Lately, we installed mod-gearman service to achieve the main goal of reducing the Nagios CPU load.
The worker is a remote worker which is "extracting" the load from Nagios via a service group configuration.
This service group in Nagios holds just 588 services (we called it WORKER_STPGw), thus this remote worker is handling these for the moment.

In Nagios configuration (nagios.cfg), the NEB module is:

Code: Select all

# Added by NDO 'make install-broker-line' on Wed Sep  9 10:50:48 CEST 2020
broker_module=/usr/local/nagios/bin/ndo.so /usr/local/nagios/etc/ndo.cfg


broker_module=/usr/lib64/mod_gearman/mod_gearman_nagios4.o config=/etc/mod_gearman/module.conf eventhandler=no

Attahed is the file "/etc/mod_gearman/module.conf" for your convenience.

module.conf.txt

It seems that instead of reducing the load on the Nagios server, this caused a higher CPU than what we usually see.
In the graph attached (NagiosCPU.jpg), you will see that when the gearmand daemon was started, the average CPU spiked up instead of going down as expected.

NagiosCPU.jpg

When looking at the /var/log/gearmand/gearmand.log, I just noticed these connection errors.

Code: Select all

ERROR 2021-02-22 09:47:21.000000 [     2 ] lost connection to client recv(EPIPE || ECONNRESET || EHOSTDOWN)(Connection reset by peer) -> libgearman-server/io.cc:100
ERROR 2021-02-22 09:47:21.000000 [     2 ] closing connection due to previous errno error -> libgearman-server/io.cc:109

Those errors may be coming from the worker complaining that it cannot connect to the gearman server.
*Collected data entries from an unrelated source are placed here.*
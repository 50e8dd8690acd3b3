//! WebSocket transport.
//!
//! Thin wrapper around `tokio-tungstenite` providing type-isolated
//! reader/writer halves that implement the [`crate::transport`] traits.
//!
//! # Architecture
//!
//! A single [`connect`] function handles URL→request building, header
//! insertion, and TLS negotiation. It returns a ([`WsWriter`], [`WsReader`])
//! pair so the session can drive each direction from its own task.
//!
//! Ping and pong frames never reach the session: tungstenite queues the pong
//! reply itself and flushes it on the next read or write.

use async_trait::async_trait;
use futures_util::{SinkExt, StreamExt};
use tokio_tungstenite::tungstenite::{self, http::Uri, Message};

use crate::constants::{CLOSE_ABNORMAL, CLOSE_NO_STATUS};
use crate::error::SessionError;
use crate::frame::{Frame, FrameKind};
use crate::transport::{FrameSink, FrameSource};

/// Concrete WebSocket stream type (avoids repeating the generic everywhere).
type WsStream = tokio_tungstenite::WebSocketStream<
    tokio_tungstenite::MaybeTlsStream<tokio::net::TcpStream>,
>;

/// Write half of a WebSocket connection.
#[derive(Debug)]
pub struct WsWriter {
    sink: futures_util::stream::SplitSink<WsStream, Message>,
}

#[async_trait]
impl FrameSink for WsWriter {
    async fn send_text(&mut self, text: &str) -> Result<(), SessionError> {
        self.sink
            .send(Message::Text(text.into()))
            .await
            .map_err(SessionError::write)
    }

    async fn close(&mut self) -> Result<(), SessionError> {
        self.sink.close().await.map_err(SessionError::write)
    }
}

/// Read half of a WebSocket connection.
#[derive(Debug)]
pub struct WsReader {
    stream: futures_util::stream::SplitStream<WsStream>,
}

#[async_trait]
impl FrameSource for WsReader {
    async fn recv(&mut self) -> Result<Frame, SessionError> {
        loop {
            match self.stream.next().await {
                Some(Ok(Message::Text(text))) => return Ok(Frame::text(text.to_string())),
                Some(Ok(Message::Binary(data))) => return Ok(Frame::binary(data.to_vec())),
                Some(Ok(Message::Ping(_) | Message::Pong(_))) => {
                    log::trace!("Control frame absorbed by transport");
                }
                Some(Ok(Message::Close(close_frame))) => {
                    let (code, reason) = close_frame
                        .map(|cf| (cf.code.into(), cf.reason.to_string()))
                        .unwrap_or((CLOSE_NO_STATUS, String::new()));
                    log::info!("WebSocket closed by server (code {code})");
                    return Err(SessionError::Closed { code, reason });
                }
                Some(Ok(Message::Frame(frame))) => {
                    return Ok(Frame {
                        kind: FrameKind::Other(u8::from(frame.header().opcode)),
                        payload: frame.payload().to_vec(),
                    });
                }
                Some(Err(e)) => {
                    log::error!("WebSocket error: {e}");
                    return Err(SessionError::read(e));
                }
                None => {
                    return Err(SessionError::Closed {
                        code: CLOSE_ABNORMAL,
                        reason: "connection ended without close frame".to_string(),
                    });
                }
            }
        }
    }
}

/// Connect to a WebSocket URL with optional headers.
///
/// Builds an HTTP request from `url`, inserts each `(name, value)` header,
/// then performs the WebSocket handshake.
///
/// # Errors
///
/// Returns [`SessionError::Connect`] if the URL is invalid, a header is
/// malformed, or the handshake fails.
pub async fn connect(
    url: &str,
    headers: &[(&str, &str)],
) -> Result<(WsWriter, WsReader), SessionError> {
    use tungstenite::client::IntoClientRequest;

    let connect_err = |source: crate::error::BoxError| SessionError::Connect {
        url: url.to_string(),
        source,
    };

    let mut request = url
        .into_client_request()
        .map_err(|e| connect_err(e.into()))?;

    for &(name, value) in headers {
        let header_name = tungstenite::http::HeaderName::from_bytes(name.as_bytes())
            .map_err(|e| connect_err(format!("invalid header name {name}: {e}").into()))?;
        let header_value = tungstenite::http::HeaderValue::from_str(value)
            .map_err(|e| connect_err(format!("invalid header value for {name}: {e}").into()))?;
        request.headers_mut().insert(header_name, header_value);
    }

    log::debug!("Connecting to {url}");
    let (ws_stream, response) = tokio_tungstenite::connect_async(request)
        .await
        .map_err(|e| connect_err(e.into()))?;
    log::info!("Connected to {url} (HTTP {})", response.status());

    let (sink, stream) = ws_stream.split();

    Ok((WsWriter { sink }, WsReader { stream }))
}

/// Connect to `url`, sending `origin` as the `Origin` header.
pub async fn dial(url: &str, origin: &str) -> Result<(WsWriter, WsReader), SessionError> {
    connect(url, &[("Origin", origin)]).await
}

/// Convert an HTTP(S) URL to WS(S) scheme.
///
/// Passes `ws://` and `wss://` through unchanged.
#[must_use]
pub fn http_to_ws_scheme(url: &str) -> String {
    if url.starts_with("wss://") || url.starts_with("ws://") {
        url.to_string()
    } else {
        url.replace("https://", "wss://")
            .replace("http://", "ws://")
    }
}

/// Derive a default `Origin` from a WebSocket URL.
///
/// `ws://host:port/path` becomes `http://host:port`, `wss://` becomes
/// `https://`. Returns `None` when the URL has no scheme or host.
pub fn origin_for(url: &str) -> Option<String> {
    let uri: Uri = url.parse().ok()?;
    let scheme = match uri.scheme_str()? {
        "wss" | "https" => "https",
        "ws" | "http" => "http",
        _ => return None,
    };
    let authority = uri.authority()?;
    // Drop any userinfo; origins never carry credentials.
    let host = authority
        .as_str()
        .rsplit_once('@')
        .map_or(authority.as_str(), |(_, host)| host);
    Some(format!("{scheme}://{host}"))
}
The worker is located in a different geographical area, however from the looks of it, it seems it's working well.

Attached is the worker configuration "/etc/mod_gearman/worker.conf"

worker.conf.txt

The higher CPU was proved to be the worker as when the gearmand was stopped, the load on Nagios returned as it was before.

if we take a look at gearman_top i see the following queues, which i suspect that should be correct.

Code: Select all

[root@am1-sha-nagios2-p etc]# gearman_top -b
2021-03-22 10:59:44  -  localhost:4730  -  v0.33

 Queue Name                | Worker Available | Jobs Waiting | Jobs Running
----------------------------------------------------------------------------
 check_results             |               1  |           0  |           0
 servicegroup_WORKER_STPGw |             200  |           0  |           1
 worker_bru-nms-stpgw-p    |               1  |           0  |           0
----------------------------------------------------------------------------

What could be the cause of having a higher load when the worker daemon is running?
Do we have something missing or to adjust in our server/worker configurations?
Please let us know any other requirements you need to follow up on this issue.

Rgds,
Matthew

Post by **vtrac** » Mon Mar 22, 2021 4:47 pm

Hi,
On your Gearman server (Nagios XI), please find the PID of your "gearmand" and run the below command:

To find out the PID of gearmand:

Code: Select all

ps -ef | grep gearmand

Get the PID of the last command, then run the below command with that PID and post the output here:

Code: Select all

prlimit --pid PID | grep NOFILE

Also, please run this on your gearman server as well:

Code: Select all

netstat -anp | grep 4730 | wc -l
or
ss -anp | grep 4730 | wc -l

Can you please upload the "/etc/security/limits.conf" file?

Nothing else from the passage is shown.